### TASK OBJECTIVE
Once the line containing "vocabulary, so an id" is found in the records below, return it and each following line exactly, up to and including the line containing "each sub-fragment is", and nothing else.

### SOURCE DATA
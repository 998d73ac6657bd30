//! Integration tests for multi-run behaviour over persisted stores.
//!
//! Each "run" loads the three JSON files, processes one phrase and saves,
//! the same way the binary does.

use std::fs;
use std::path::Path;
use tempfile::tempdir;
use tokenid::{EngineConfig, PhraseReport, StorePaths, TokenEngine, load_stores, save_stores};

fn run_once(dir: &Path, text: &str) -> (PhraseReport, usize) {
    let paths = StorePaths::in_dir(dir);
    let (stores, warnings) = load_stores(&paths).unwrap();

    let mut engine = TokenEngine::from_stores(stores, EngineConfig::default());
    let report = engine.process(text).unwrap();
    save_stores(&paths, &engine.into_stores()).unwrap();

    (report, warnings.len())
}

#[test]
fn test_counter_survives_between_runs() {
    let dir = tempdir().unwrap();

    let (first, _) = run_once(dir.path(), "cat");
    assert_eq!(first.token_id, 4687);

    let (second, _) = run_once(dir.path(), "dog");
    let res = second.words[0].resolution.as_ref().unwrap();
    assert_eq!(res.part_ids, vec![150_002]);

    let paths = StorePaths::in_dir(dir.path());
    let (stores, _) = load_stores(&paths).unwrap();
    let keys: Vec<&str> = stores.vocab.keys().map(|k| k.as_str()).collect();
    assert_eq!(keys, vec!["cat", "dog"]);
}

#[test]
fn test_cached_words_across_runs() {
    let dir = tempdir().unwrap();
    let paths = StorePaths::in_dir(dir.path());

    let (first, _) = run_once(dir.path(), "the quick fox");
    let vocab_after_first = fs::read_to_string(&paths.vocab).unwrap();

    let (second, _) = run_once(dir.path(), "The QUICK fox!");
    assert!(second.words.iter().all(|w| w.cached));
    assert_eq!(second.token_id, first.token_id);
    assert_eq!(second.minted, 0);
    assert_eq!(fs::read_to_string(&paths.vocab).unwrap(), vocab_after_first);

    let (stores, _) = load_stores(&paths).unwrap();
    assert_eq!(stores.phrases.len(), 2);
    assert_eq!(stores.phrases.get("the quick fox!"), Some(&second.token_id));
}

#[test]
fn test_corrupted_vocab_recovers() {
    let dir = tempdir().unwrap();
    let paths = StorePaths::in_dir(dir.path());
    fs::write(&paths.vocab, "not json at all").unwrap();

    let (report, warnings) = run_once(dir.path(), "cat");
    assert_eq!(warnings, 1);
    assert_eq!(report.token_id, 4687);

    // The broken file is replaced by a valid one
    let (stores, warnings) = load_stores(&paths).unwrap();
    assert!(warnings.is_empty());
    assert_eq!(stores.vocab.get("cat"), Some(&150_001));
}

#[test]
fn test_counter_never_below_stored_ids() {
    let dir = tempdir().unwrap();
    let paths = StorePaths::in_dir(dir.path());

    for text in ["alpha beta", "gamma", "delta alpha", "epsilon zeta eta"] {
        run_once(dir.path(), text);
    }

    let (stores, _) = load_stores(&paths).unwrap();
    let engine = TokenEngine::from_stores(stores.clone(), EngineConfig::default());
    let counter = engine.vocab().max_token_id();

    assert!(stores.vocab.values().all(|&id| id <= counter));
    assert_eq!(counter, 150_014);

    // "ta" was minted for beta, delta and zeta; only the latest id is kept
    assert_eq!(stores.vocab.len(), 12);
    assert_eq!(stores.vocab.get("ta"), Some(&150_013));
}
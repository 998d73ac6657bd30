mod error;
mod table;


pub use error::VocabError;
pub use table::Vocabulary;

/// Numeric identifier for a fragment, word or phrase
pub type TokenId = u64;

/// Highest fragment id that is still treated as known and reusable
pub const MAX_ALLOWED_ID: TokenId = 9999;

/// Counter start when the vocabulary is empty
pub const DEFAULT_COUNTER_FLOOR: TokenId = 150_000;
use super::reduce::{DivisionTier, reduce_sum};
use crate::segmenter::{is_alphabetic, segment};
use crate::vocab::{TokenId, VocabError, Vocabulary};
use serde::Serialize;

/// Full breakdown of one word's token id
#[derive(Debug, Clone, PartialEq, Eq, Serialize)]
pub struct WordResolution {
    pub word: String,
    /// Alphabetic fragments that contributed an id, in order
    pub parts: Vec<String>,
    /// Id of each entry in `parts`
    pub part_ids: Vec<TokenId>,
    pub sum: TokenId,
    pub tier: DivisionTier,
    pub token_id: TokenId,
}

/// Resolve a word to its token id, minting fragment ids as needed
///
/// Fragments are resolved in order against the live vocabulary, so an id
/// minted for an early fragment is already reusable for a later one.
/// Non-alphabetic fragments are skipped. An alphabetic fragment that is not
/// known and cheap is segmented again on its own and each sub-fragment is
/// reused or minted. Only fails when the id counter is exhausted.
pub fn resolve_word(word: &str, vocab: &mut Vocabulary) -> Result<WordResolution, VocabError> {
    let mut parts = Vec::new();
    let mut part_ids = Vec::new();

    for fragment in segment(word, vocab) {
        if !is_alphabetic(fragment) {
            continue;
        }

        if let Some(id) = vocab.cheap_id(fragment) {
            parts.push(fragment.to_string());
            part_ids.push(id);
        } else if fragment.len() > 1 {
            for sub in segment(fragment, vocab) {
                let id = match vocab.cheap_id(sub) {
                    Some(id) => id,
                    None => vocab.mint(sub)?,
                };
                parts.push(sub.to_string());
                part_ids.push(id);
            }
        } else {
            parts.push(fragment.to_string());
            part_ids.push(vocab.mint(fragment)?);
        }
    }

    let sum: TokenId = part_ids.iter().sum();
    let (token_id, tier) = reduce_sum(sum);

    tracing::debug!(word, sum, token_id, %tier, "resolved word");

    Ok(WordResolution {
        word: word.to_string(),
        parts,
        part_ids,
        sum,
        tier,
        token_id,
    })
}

### RESPONSE TO THIS TASK
/// Fragments are resolved in order against the live vocabulary, so an id
/// minted for an early fragment is already reusable for a later one.
/// Non-alphabetic fragments are skipped. An alphabetic fragment that is not
/// known and cheap is segmented again on its own and each sub-fragment is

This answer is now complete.